- Fitzroy Developmental Road (green and black)

General information
- Type: Rural road
- Length: 454 km (282 mi)
- Route number(s): State Route 7; Taroom - Rhydding; Bauhinia - Duaringa; State Route 67; Dingo - Strathfield;

Major junctions
- South end: Leichhardt Highway Taroom
- Dawson Highway; (State Route 60); Capricorn Highway; (State Highway A4);
- North end: State Route 70 (Peak Downs Highway) Strathfield

Location(s)
- Major settlements: Rhydding, Bauhinia, Duaringa, Dingo

= Fitzroy Developmental Road =

The Fitzroy Developmental Road is a designated road in the Central Highlands Region of Queensland consisting of three separate sections.

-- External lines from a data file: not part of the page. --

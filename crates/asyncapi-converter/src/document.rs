//! Generic document tree.
//!
//! The converter never deserializes into per-entity structs. Legacy documents
//! are too loosely shaped for that, so every step walks a `serde_json::Value`
//! tree and addresses fields by name. The helpers here turn shape mismatches
//! into [`ConvertError::InvalidProperty`] instead of panics.

use serde_json::{Map, Value};

use crate::error::ConvertError;

/// A JSON/YAML mapping.
pub type Object = Map<String, Value>;

/// Root mapping of an AsyncAPI document.
#[derive(Debug, Clone, Default, PartialEq)]
pub struct Document(Object);

impl Document {
    /// Wrap a decoded value, which must be a mapping.
    pub fn from_value(value: Value) -> Result<Self, ConvertError> {
        match value {
            Value::Object(map) => Ok(Self(map)),
            _ => Err(ConvertError::InvalidDocument),
        }
    }

    pub fn get(&self, key: &str) -> Option<&Value> {
        self.0.get(key)
    }

    pub fn get_mut(&mut self, key: &str) -> Option<&mut Value> {
        self.0.get_mut(key)
    }

    pub fn insert(&mut self, key: impl Into<String>, value: Value) -> Option<Value> {
        self.0.insert(key.into(), value)
    }

    pub fn remove(&mut self, key: &str) -> Option<Value> {
        self.0.remove(key)
    }

    pub fn as_object(&self) -> &Object {
        &self.0
    }

    pub fn into_value(self) -> Value {
        Value::Object(self.0)
    }
}

/// Borrow `value` as a mapping, or fail naming `context`.
pub(crate) fn expect_object<'a>(
    value: &'a Value,
    context: &str,
) -> Result<&'a Object, ConvertError> {
    value
        .as_object()
        .ok_or_else(|| ConvertError::invalid_property(context))
}

/// Mutable counterpart of [`expect_object`].
pub(crate) fn expect_object_mut<'a>(
    value: &'a mut Value,
    context: &str,
) -> Result<&'a mut Object, ConvertError> {
    value
        .as_object_mut()
        .ok_or_else(|| ConvertError::invalid_property(context))
}

/// Move the value under `from` to `to`, if `from` exists.
pub(crate) fn rename_key(obj: &mut Object, from: &str, to: &str) {
    if let Some(value) = obj.remove(from) {
        obj.insert(to.to_string(), value);
    }
}

/// Render a scalar the way it reads in the source text.
///
/// Strings are returned verbatim, numbers and booleans as their JSON text.
/// `null`, sequences and mappings have no scalar rendering.
pub(crate) fn render_scalar(value: &Value) -> Option<String> {
    match value {
        Value::String(s) => Some(s.clone()),
        Value::Number(n) => Some(n.to_string()),
        Value::Bool(b) => Some(b.to_string()),
        Value::Null | Value::Array(_) | Value::Object(_) => None,
    }
}

#[cfg(test)]
mod tests {
    use super::*;
    use serde_json::json;

    #[test]
    fn non_mapping_root_is_invalid_document() {
        for value in [json!([1, 2]), json!("asyncapi"), json!(null), json!(3)] {
            assert!(matches!(
                Document::from_value(value),
                Err(ConvertError::InvalidDocument)
            ));
        }
    }

    #[test]
    fn rename_moves_value() {
        let mut obj = json!({"protocolInfo": {"mqtt": {}}, "other": 1})
            .as_object()
            .cloned()
            .unwrap();
        rename_key(&mut obj, "protocolInfo", "bindings");
        assert!(!obj.contains_key("protocolInfo"));
        assert_eq!(obj["bindings"], json!({"mqtt": {}}));

        // Absent source key leaves the mapping alone.
        rename_key(&mut obj, "protocolInfo", "bindings");
        assert_eq!(obj.len(), 2);
    }

    #[test]
    fn scalar_rendering() {
        assert_eq!(render_scalar(&json!("Title")), Some("Title".into()));
        assert_eq!(render_scalar(&json!(12)), Some("12".into()));
        assert_eq!(render_scalar(&json!(true)), Some("true".into()));
        assert_eq!(render_scalar(&json!(null)), None);
        assert_eq!(render_scalar(&json!({"a": 1})), None);
    }

    #[test]
    fn expect_object_reports_context() {
        let err = expect_object(&json!([]), "topics").unwrap_err();
        assert!(matches!(err, ConvertError::InvalidProperty(ctx) if ctx == "topics"));
    }
}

The general direction is from south to north. It is nicknamed the Beef Road.

==Route description==
===Southern section===
The southern section leaves the Leichhardt Highway at a point 17 km north of Taroom as State Route 7. This section meets the Dawson Highway in the locality of Rhydding, 19 km east of Bauhinia.

===Middle section===
The middle section, as State Route 7, runs from Bauhinia north until it meets the Capricorn Highway about 2 km west of Duaringa, and 29 km east of Dingo. It passes through the Dawson Range State Forest between Woorabinda and Duaringa.

===Northern section===
The northern section, as State Route 67, runs from Dingo to a point on the Peak Downs Highway in the locality of Strathfield, 21 km east of Coppabella. It crosses the Mackenzie River and passes the mining towns of Middlemount and Dysart.

===Length details===
The southern section is 115 km in length, and is mostly unsealed.

The middle section is 103 km in length and is partly sealed.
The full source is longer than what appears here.